The required output consists solely of the lines from the line containing "Monday..Friday in order." through the end of the records, copied exactly.

Collected data entries:
════════

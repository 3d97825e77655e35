//! Planning week (Monday..Friday).

use chrono::{Datelike, Duration, NaiveDate, Weekday};
use serde::{Deserialize, Serialize};

use crate::error::{PlannerError, Result};
use crate::models::DateWindow;

/// Working days in a planning week.
pub const WORKDAYS: usize = 5;

/// A working week, Monday through Friday.
#[derive(Debug, Clone, Copy, PartialEq, Eq, Hash, Serialize, Deserialize)]
pub struct Week {
    monday: NaiveDate,
}

impl Week {
    /// The week starting on `monday`.
    ///
    /// # Errors
    /// [`PlannerError::InvalidWeekStart`] when `monday` is not a Monday.
    pub fn starting(monday: NaiveDate) -> Result<Self> {
        if monday.weekday() != Weekday::Mon {
            return Err(PlannerError::InvalidWeekStart(monday));
        }
        Ok(Self { monday })
    }

    /// The week containing `date`.
    pub fn containing(date: NaiveDate) -> Self {
        let offset = i64::from(date.weekday().num_days_from_monday());
        Self {
            monday: date - Duration::days(offset),
        }
    }

    pub fn monday(&self) -> NaiveDate {
        self.monday
    }

    pub fn friday(&self) -> NaiveDate {
        self.monday + Duration::days(4)
    }

    /// Monday..Friday in order.
    pub fn days(&self) -> impl Iterator<Item = NaiveDate> {
        let monday = self.monday;
        (0..WORKDAYS as i64).map(move |i| monday + Duration::days(i))
    }

    /// The week as a date window.
    pub fn window(&self) -> DateWindow {
        DateWindow::new(self.monday, self.friday())
    }

    /// Zero-based workday index of `date`, if it falls in the week.
    pub fn day_index(&self, date: NaiveDate) -> Option<usize> {
        let offset = (date - self.monday).num_days();
        (0..WORKDAYS as i64)
            .contains(&offset)
            .then_some(offset as usize)
    }
}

════════

## Answer to the exercise
    /// Monday..Friday in order.
    pub fn days(&self) -> impl Iterator<Item = NaiveDate> {
        let monday = self.monday;
        (0..WORKDAYS as i64).map(move |i| monday + Duration::days(i))
    }

    /// The week as a date window.
    pub fn window(&self) -> DateWindow {
        DateWindow::new(self.monday, self.friday())
    }

    /// Zero-based workday index of `date`, if it falls in the week.
    pub fn day_index(&self, date: NaiveDate) -> Option<usize> {
        let offset = (date - self.monday).num_days();
        (0..WORKDAYS as i64)
            .contains(&offset)
            .then_some(offset as usize)
    }
}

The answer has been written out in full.